Nissan bringt ein limitiertes Sondermodell des erfolgreichen Pickups Navara auf den Markt: Der Nissan Navara Trek-1° kommt ausschließlich in Schwarz oder Weiß und ist neben einer besonders generösen Ausstattung auch ziemlich gut beleuchtet.

Komfortable Pickups kommen offenbar in Mode. Und zwar nicht als bessere Arbeitsgeräte, sondern – ähnlich den SUVs – als Lifestyle-Vehikel. Nissan ist mit dem Navara in dieser Hinsicht bereits recht gut aufgestellt. Doch erst mit dem neuen Nissan Navara Trek-1° wird das auch optisch deutlich: Das auf nur 1.500 Fahrzeuge begrenzte Editionsmodell soll die Disziplinen Robustheit und Komfort noch besser verbinden als das Serienmodell und erstrahlt entweder in Schwarzmetallic oder einer weißen Perleffekt-Lackierung.

Nissan Navara Trek-1° mit LED-Suchscheinwerfern

Darüber hinaus sitzen auf dem neuen Überrollbügel hinter der Fahrerkabine zwei große LED-Suchscheinwerfer, die selbst in der finstersten Tundra genügend Licht zum weiteren Vorankommen spenden sollen. Ein weiteres optisches Highlight sind die schwarzen 18-Zoll-Leichtmetallfelgen. Eine Ladeflächenabdeckung mit Laderaumunterteilung gibt es zudem ohne Aufpreis. Für angemessenen Vortrieb ist der 2,3 Liter große Dieselmotor mit Twin-Turboaufladung und 190 PS zuständig. Er leitet sein Drehmoment an ein serienmäßiges Automatikgetriebe weiter.

Damit soll sich der Wagen nicht nur kraftvoll durchs Unterholz wühlen können, mit einem angegebenen Durchschnittsverbrauch von moderaten 7,0 Litern auf 100 Kilometer dürften auch Sparfüchse zufrieden sein. Dass auch der Navara nicht selten auf urbanem Gebiet eingesetzt wird, weiß auch Nissan, und spendiert dem Sondermodell einen Satz Parksensoren sowie einen komfortablen 360-Grad-Monitor, mit dem das Rangieren auch für Pickup-unerfahrene kinderleicht werden soll.

Sondermodell nur mit Doppelkabine

Für echte Offroad-Touren abseits von glatten Asphaltpisten lässt sich der Antrieb des Nissan Navara Trek-1° mittels eines Drehreglers von Heck- auf Allradantrieb schalten.
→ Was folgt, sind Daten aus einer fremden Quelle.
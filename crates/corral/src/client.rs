//! Builds an authenticated client from flags and the client config.

use std::sync::Arc;
use std::time::Duration;

use anyhow::{Context as _, Result};
use corral_auth::{AuthEndpoints, CorralClient, FileTokenStore, Navigator};
use corral_config::{EndpointPaths, ResolvedContext};

use crate::commands::Context;

/// A client together with the settings it was built from.
pub struct Connection {
    pub client: CorralClient,
    pub resolved: ResolvedContext,
}

/// Resolve the target control plane and build a client for it.
pub fn connect(ctx: &Context) -> Result<Connection> {
    let config_dir = corral_config::xdg_config_dir()
        .ok_or_else(|| anyhow::anyhow!("Could not determine config directory"))?;
    let config = corral_config::load_client_config()?;
    let resolved = config.resolve(
        ctx.context_name.as_deref(),
        ctx.server_url.as_deref(),
        &config_dir,
    )?;

    tracing::debug!(
        context = resolved.name.as_deref().unwrap_or("-"),
        server = %resolved.server,
        token_file = %resolved.token_file.display(),
        "Resolved connection"
    );

    let client = CorralClient::builder()
        .base_url(&resolved.server)
        .timeout(Duration::from_secs(resolved.timeout_secs))
        .endpoints(endpoints(&resolved.endpoints))
        .store(Arc::new(FileTokenStore::with_path(resolved.token_file.clone())))
        .navigator(Arc::new(BrowserNavigator))
        .user_agent(format!("corral/{}", env!("CARGO_PKG_VERSION")))
        .build()
        .with_context(|| format!("Invalid server URL '{}'", resolved.server))?;

    Ok(Connection { client, resolved })
}

/// Apply per-context overrides on top of the built-in endpoint paths.
fn endpoints(paths: &EndpointPaths) -> AuthEndpoints {
    let defaults = AuthEndpoints::default();
    AuthEndpoints {
        config: paths.config.clone().unwrap_or(defaults.config),
        token: paths.token.clone().unwrap_or(defaults.token),
        refresh: paths.refresh.clone().unwrap_or(defaults.refresh),
        userinfo: paths.userinfo.clone().unwrap_or(defaults.userinfo),
    }
}

/// Prints the destination and tries to open it in the default browser.
#[derive(Debug)]
pub struct BrowserNavigator;

impl Navigator for BrowserNavigator {
    fn navigate(&self, url: &str) {
        println!();
        println!("Open this URL in your browser:");
        println!();
        println!("  {}", url);
        println!();
        if let Err(e) = open_url(url) {
            tracing::debug!(error = %e, "Could not open browser");
            println!("(Could not open browser automatically)");
            println!();
        }
    }
}

/// Try to open a URL in the default browser.
fn open_url(url: &str) -> std::io::Result<()> {
    #[cfg(target_os = "macos")]
    {
        std::process::Command::new("open").arg(url).status()?;
    }
    #[cfg(target_os = "linux")]
    {
        std::process::Command::new("xdg-open").arg(url).status()?;
    }
    #[cfg(target_os = "windows")]
    {
        std::process::Command::new("cmd")
            .args(["/C", "start", url])
            .status()?;
    }
    Ok(())
}
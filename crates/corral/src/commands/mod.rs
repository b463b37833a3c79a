//! CLI command handlers.

pub mod auth;
pub mod config;
pub mod get;

/// Shared context for all commands.
#[derive(Debug, Clone)]
pub struct Context {
    /// Explicit server URL, if given.
    pub server_url: Option<String>,
    /// Explicit context name, if given.
    pub context_name: Option<String>,
    /// Output as JSON for scripting.
    pub json_output: bool,
    /// Verbose output enabled.
    pub verbose: bool,
}
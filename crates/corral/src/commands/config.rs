//! Config command - connection context management.

use std::path::PathBuf;

use anyhow::Result;
use clap::{Args, Subcommand};

use corral_config::{ClientConfig, Context as ClientContext};

use super::Context;

/// Arguments for the config command.
#[derive(Args, Debug)]
pub struct ConfigArgs {
    #[command(subcommand)]
    pub command: ConfigCommand,
}

#[derive(Subcommand, Debug)]
pub enum ConfigCommand {
    /// Show configuration file path
    Path,

    /// Show the current context name
    CurrentContext,

    /// List available contexts
    GetContexts,

    /// Switch to a different context
    UseContext {
        /// Context name to switch to
        name: String,
    },

    /// Create or update a context
    SetContext {
        /// Context name
        name: String,

        /// Server URL (e.g., https://corral.example.com)
        #[arg(long = "url")]
        server_url: Option<String>,

        /// File to keep this context's tokens in
        #[arg(long)]
        token_file: Option<PathBuf>,

        /// Request timeout in seconds
        #[arg(long)]
        timeout: Option<u64>,
    },

    /// Delete a context
    DeleteContext {
        /// Context name to delete
        name: String,
    },
}

/// Run the config command.
pub async fn run(args: ConfigArgs, ctx: &Context) -> Result<()> {
    match args.command {
        ConfigCommand::Path => cmd_path(),
        ConfigCommand::CurrentContext => cmd_current_context(),
        ConfigCommand::GetContexts => cmd_get_contexts(ctx),
        ConfigCommand::UseContext { name } => cmd_use_context(&name),
        ConfigCommand::SetContext {
            name,
            server_url,
            token_file,
            timeout,
        } => cmd_set_context(&name, server_url, token_file, timeout),
        ConfigCommand::DeleteContext { name } => cmd_delete_context(&name),
    }
}

fn cmd_path() -> Result<()> {
    match corral_config::client_config_path() {
        Some(path) => println!("{}", path.display()),
        None => eprintln!("Could not determine config directory"),
    }
    Ok(())
}

fn cmd_current_context() -> Result<()> {
    let config = corral_config::load_client_config()?;

    match &config.current_context {
        Some(name) => println!("{}", name),
        None => {
            println!("No current context set. Use 'corral config use-context <name>' to set one.")
        }
    }

    Ok(())
}

fn cmd_get_contexts(ctx: &Context) -> Result<()> {
    let config = corral_config::load_client_config()?;

    if ctx.json_output {
        println!("{}", serde_json::to_string_pretty(&contexts_json(&config))?);
        return Ok(());
    }

    if config.contexts.is_empty() {
        println!("No contexts configured.");
        println!();
        println!("Create one with:");
        println!("  corral config set-context local --url=http://localhost:8080");
        return Ok(());
    }

    let current = config.current_context.as_deref();

    println!("CURRENT   NAME            SERVER");
    for c in &config.contexts {
        let marker = if current == Some(c.name.as_str()) {
            "*"
        } else {
            " "
        };
        println!("{}         {:<15} {}", marker, c.name, c.server);
    }

    Ok(())
}

fn contexts_json(config: &ClientConfig) -> serde_json::Value {
    let current = config.current_context.as_deref();
    config
        .contexts
        .iter()
        .map(|c| {
            serde_json::json!({
                "name": c.name,
                "server": c.server,
                "current": current == Some(c.name.as_str()),
            })
        })
        .collect()
}

fn cmd_use_context(name: &str) -> Result<()> {
    let mut config = corral_config::load_client_config()?;

    config.use_context(name)?;
    corral_config::save_client_config(&config)?;

    println!("Switched to context \"{}\".", name);

    Ok(())
}

fn cmd_set_context(
    name: &str,
    server_url: Option<String>,
    token_file: Option<PathBuf>,
    timeout: Option<u64>,
) -> Result<()> {
    let mut config = corral_config::load_client_config()?;

    let context = match config.get_context(name) {
        Some(existing) => {
            let mut updated = existing.clone();
            if let Some(url) = server_url {
                updated.server = url;
            }
            if let Some(path) = token_file {
                updated.token_file = Some(path);
            }
            if let Some(t) = timeout {
                updated.timeout = Some(t);
            }
            println!("Context \"{}\" modified.", name);
            updated
        }
        None => {
            let server_url = server_url.ok_or_else(|| {
                anyhow::anyhow!("--url is required when creating a new context")
            })?;
            let mut created = ClientContext::new(name, server_url);
            if let Some(path) = token_file {
                created = created.with_token_file(path);
            }
            if let Some(t) = timeout {
                created = created.with_timeout(t);
            }
            println!("Context \"{}\" created.", name);
            created
        }
    };
    config.set_context(context);

    // First context becomes current
    if config.current_context.is_none() && config.contexts.len() == 1 {
        config.current_context = Some(name.to_string());
        println!("Context \"{}\" set as current context.", name);
    }

    corral_config::save_client_config(&config)?;
    Ok(())
}

fn cmd_delete_context(name: &str) -> Result<()> {
    let mut config = corral_config::load_client_config()?;

    match config.remove_context(name) {
        Some(_) => {
            corral_config::save_client_config(&config)?;
            println!("Context \"{}\" deleted.", name);
            if config.current_context.is_none() {
                println!(
                    "Note: No current context. Use 'corral config use-context <name>' to set one."
                );
            }
        }
        None => {
            println!("Context \"{}\" not found.", name);
        }
    }

    Ok(())
}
Im Lock-Modus steht sogar ein permanenter Allrad zur Verfügung. Das serienmäßige Infotainmentsystem sorgt auch auf längeren Touren für Stimmung, die beheizbaren Ledersitze sorgen für das nötige Wohlfühlambiente. Der Fahrersitz lässt sich überdies achtfach verstellen – da ist optimale Rundumsicht garantiert. Beim Thema gute Sicht ist noch das Elektroschiebedach zu erwähnen, das beim Trek-1° immer mit an Bord ist. Aufgrund der sonst arg dunklen Doppelkabine sicherlich ein sinnvolles Extra.

Der Name des Autos ist auf die nordspanische Gegend Navarra zurückzuführen. Etwa auf dem Längengrad -1 ist dort eine sandige Wüstenlandschaft zu sehen – weiter muss man die Namensgebung wohl nicht erklären. Beim Preis gibt sich Nissan selbstbewusst: Unter 48.035 Euro ist der vollausgestattete Pickup nicht zu bekommen. Laut Hersteller ergibt sich damit ein Preisvorteil von 2.000 Euro, da die Extras fast 7.000 Euro wert sind.